Understanding the interplay among clinical variables-such as demographics, symptoms, and laboratory results-and their relationships with disease outcomes is critical for advancing diagnostics and understanding mechanisms in complex diseases. Existing methods fail to capture indirect or directional relationships, while existing Bayesian network learning methods are computationally expensive and only infer general associations without focusing on disease outcomes. Here we introduce random walk- and genetic algorithm-based network inference (RAMEN), a method for Bayesian network inference that uses absorbing random walks to prioritize outcome-relevant variables and a genetic algorithm for efficient network refinement.
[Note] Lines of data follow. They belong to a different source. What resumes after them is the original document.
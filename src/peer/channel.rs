//! Per-match peer state
//!
//! Holds what the local game knows about the match: who we are, what the
//! server last said, points waiting to be announced and balls the opponent
//! sent. Delivery is best effort; a lost poll just means the next one
//! carries on from wherever the server is.

use std::collections::VecDeque;
use std::time::{Duration, Instant};

use glam::IVec2;

use super::protocol::{Payload, PeerRequest, PeerResponse, RemoteStatus};
use crate::consts::*;
use crate::sim::{Ball, OpponentLink};
use crate::slot_x;

/// What the session has to do after a response
#[derive(Debug, Clone, Copy, PartialEq, Eq)]
pub enum Verdict {
    /// Nothing changes for the board
    Continue,
    /// Opponent found; the board may start ticking
    Started,
    /// Terminal status before the match started; begin again
    Restart,
    Won,
    Lost,
}

#[derive(Debug, Clone)]
pub struct PeerSync {
    pub user_id: String,
    pub status: RemoteStatus,
    pub started: bool,
    /// Points earned locally, announced front first, one per poll
    pub outgoing: VecDeque<u32>,
    /// Balls from the opponent, used before the local queue
    pub incoming: VecDeque<Ball>,
    /// Set once a poll carrying `gameOver` has gone out
    pub game_over_announced: bool,
    last_poll: Instant,
    poll_period: Duration,
}

impl PeerSync {
    pub fn new(user_id: String, poll_period: Duration, now: Instant) -> Self {
        Self {
            user_id,
            status: RemoteStatus::Pending,
            started: false,
            outgoing: VecDeque::new(),
            incoming: VecDeque::new(),
            game_over_announced: false,
            last_poll: now,
            poll_period,
        }
    }

    /// Forget the current match and wait for a new one under a new id
    pub fn reset(&mut self, user_id: String, now: Instant) {
        *self = Self::new(user_id, self.poll_period, now);
    }

    /// Rebuild from a saved session
    pub fn restored(
        user_id: String,
        status: RemoteStatus,
        started: bool,
        poll_period: Duration,
        now: Instant,
    ) -> Self {
        Self {
            status,
            started,
            ..Self::new(user_id, poll_period, now)
        }
    }

    /// True once strictly more than one poll period has passed
    pub fn poll_due(&self, now: Instant) -> bool {
        now.checked_duration_since(self.last_poll)
            .is_some_and(|elapsed| elapsed > self.poll_period)
    }

    /// Record a finished attempt, whether or not it succeeded
    pub fn mark_polled(&mut self, now: Instant) {
        self.last_poll = now;
    }

    /// Build the next request, consuming at most one outgoing value
    pub fn next_request(&mut self, is_game_over: bool) -> PeerRequest {
        let payload = if is_game_over {
            self.game_over_announced = true;
            Payload::GameOver
        } else if let Some(points) = self.outgoing.pop_front() {
            Payload::Number(points)
        } else {
            Payload::Nothing
        };
        PeerRequest {
            user_id: self.user_id.clone(),
            payload,
        }
    }

    /// Apply a parsed response and say what it means for the session
    pub fn apply(&mut self, response: PeerResponse) -> Verdict {
        if let Some(status) = response.status {
            self.status = status;
        }

        let verdict = if !self.started {
            match self.status {
                RemoteStatus::InPlay => {
                    self.started = true;
                    Verdict::Started
                }
                status if status.is_terminal() => Verdict::Restart,
                _ => Verdict::Continue,
            }
        } else {
            match self.status {
                RemoteStatus::OpponentDisconnected | RemoteStatus::LocalWon => Verdict::Won,
                RemoteStatus::LocalLost => Verdict::Lost,
                _ => Verdict::Continue,
            }
        };

        if let Some(value) = response.ball_value {
            let slot = QUEUE_CAPACITY + self.incoming.len();
            self.incoming.push_back(Ball::in_slot(slot, value));
        }

        verdict
    }

    /// Opponent balls shown next to the queue
    pub fn incoming_preview(&self) -> impl Iterator<Item = &Ball> {
        self.incoming.iter().take(INCOMING_DISPLAY)
    }
}

impl OpponentLink for PeerSync {
    fn send_points(&mut self, points: u32) {
        self.outgoing.push_back(points);
    }

    fn next_ball(&mut self) -> Option<Ball> {
        let ball = self.incoming.pop_front()?;
        for (i, waiting) in self.incoming.iter_mut().enumerate() {
            waiting.pos = IVec2::new(slot_x(QUEUE_CAPACITY + i), QUEUE_Y);
        }
        Some(ball)
    }
}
Applied to COVID-19 (Biobanque québécoise de la COVID-19), intensive care unit (ICU) septicemia (MIMIC-III), and COPD (CanCOLD) datasets, RAMEN reconstructs networks linking clinical markers to disease outcomes, such as elevated lactate levels in ICU patients. RAMEN demonstrates advantages in computational efficiency and scalability compared to existing methods. By modeling outcome-specific relationships, RAMEN provides a robust tool for uncovering critical disease mechanisms, advancing diagnostics, and enabling personalized treatment strategies.